Things I Believe In This Week


Reaching out to people. Plans this week involved hanging out with two of my college friends who I haven't seen in years! Alicia took me hiking, where I took the photo above. We connected over spirituality and finding our dancing voices again. And tonight I'm going to Disney trivia! A quick text = fun plans with old friends. I believe in sending that text.

Not finishing the book. In my library binge, I picked up a book called "What's Gotten Into Us: Staying Healthy in a Toxic World", all about how there are toxic chemicals in basically everything in your life, every second of every day. It's terrifying and I've been forcing myself to read it even though it's fascinating (in the car crash, can't look away kind of way) there are other books I want to read MUCH more, and so I believe in not forcing myself to finish it.

Kombucha. The Raspberry Lemon by Kevita is a fav. Gimme all those probiotics.
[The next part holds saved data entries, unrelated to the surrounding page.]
impl GpBallot {
    pub fn new(kind: BallotKind, number: u64, leader: AbstractId) -> Self {
        Self {
            kind,
            number,
            leader,
        }
    }
}

impl Ord for GpBallot {
    fn cmp(&self, other: &Self) -> Ordering {
        (self.number, self.kind, self.leader).cmp(&(other.number, other.kind, other.leader))
    }
}

impl PartialOrd for GpBallot {
    fn partial_cmp(&self, other: &Self) -> Option<Ordering> {
        Some(self.cmp(other))
    }
}

#[derive(Clone, Debug, Default, PartialEq, Eq, Serialize, Deserialize)]
pub struct MessageP1a {
    pub ballot: GpBallot,
}

#[derive(Clone, Debug, Default, PartialEq, Eq, Serialize, Deserialize)]
pub struct MessageP1b {
    pub ballot: GpBallot,
    pub acceptor: AbstractId,
    pub vballot: GpBallot,
    pub value: CStruct,
}

#[derive(Clone, Debug, Default, PartialEq, Eq, Serialize, Deserialize)]
pub struct MessageP2a {
    pub ballot: GpBallot,
    pub value: CStruct,
}

#[derive(Clone, Debug, Default, PartialEq, Eq, Serialize, Deserialize)]
pub struct MessageP2b {
    pub ballot: GpBallot,
    pub acceptor: AbstractId,
    pub value: CStruct,
}

/// Decides whether two commands must be ordered relative to each other.
pub trait CommandInterference: Send + Sync {
    fn conflict(&self, a: &Command, b: &Command) -> bool;
}

/// Messages the engine wants sent after [`GeneralizedPaxos::advance`].
#[derive(Debug, Default)]
pub struct AdvanceResult {
    pub p1a: Option<MessageP1a>,
    pub p2a: Option<MessageP2a>,
    pub p2b: Option<MessageP2b>,
}

/// Quorum size used for promises, acceptances, and learning.
///
/// Fast rounds classically need two-thirds quorums. When every command either
/// commutes or is idempotent per proposer, as with cast votes, a simple
/// majority suffices and tolerates the loss of half the acceptors.
#[derive(Clone, Copy, Debug, PartialEq, Eq)]
pub enum QuorumRule {
    FastTwoThirds,
    Majority,
}

#[derive(Clone, Copy, Debug, PartialEq, Eq, PartialOrd, Ord)]
enum LeaderState {
    Participating,
    LeadingPhase1,
    LeadingPhase2,
}

type PartialOrderSet = BTreeSet<(Command, Command)>;

pub struct GeneralizedPaxos {
    interfere: Arc<dyn CommandInterference>,
    state: LeaderState,
    us: AbstractId,
    acceptors: Vec<AbstractId>,
    quorum_rule: QuorumRule,
    proposed: Vec<Command>,

    acceptor_ballot: GpBallot,
    acceptor_value: CStruct,
    acceptor_value_src: GpBallot,

    leader_ballot: GpBallot,
    leader_value: CStruct,
    promises: Vec<MessageP1b>,

    accepted: Vec<MessageP2b>,
}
Intuitive movement. Sometimes yoga doesn't feel right to me because it doesn't encompass all I want to do. This afternoon I put on music (Zoe Keating, the best) and just moved, stretched, and breathed exactly how my body was telling me to. Listen to your body, it's talking to you. I believe that this week.

Kitten growth spurts. Cosmo now appears to be a fully grown feline and I'm a basket case. My baby kitten is growing TOO FAST.

The moons' power. Whenever I read about where the moon is and what its' tidal shifts are doing to us mere mortals, I'm always shocked at how accurate it all seems. I don't really know what I'm talking about right now, but I'm getting much more into astrology and it's so interesting.

What do you believe in this week? 

When We Choose Joy.


What is it that most in this world brings you to life? You know the feeling. Time passes so quickly that you almost forget to take picture to Instagram it. And why do we make so many excuses to not schedule more of these things into our days?

 This is something I’ve been thinking a lot about.

 I love to dance, hike, and see new places. I love curling up with a book and writing in my journal.

 Then why haven’t I taken a dance class in over a year? How come this weekend was the first time I’ve been hiking in months? I don’t know where my next trip or vacation will be to.

 I just got a library card, so I’m doing way better at reading. But for a long (embarrassingly long) time, I was barely reading at all. I only write in my journal when something dramatic and upsetting happens.

 What is happening here?

 Why am I not taking the time or making the effort to delight my senses, to bring myself daily, weekly, yearly joys?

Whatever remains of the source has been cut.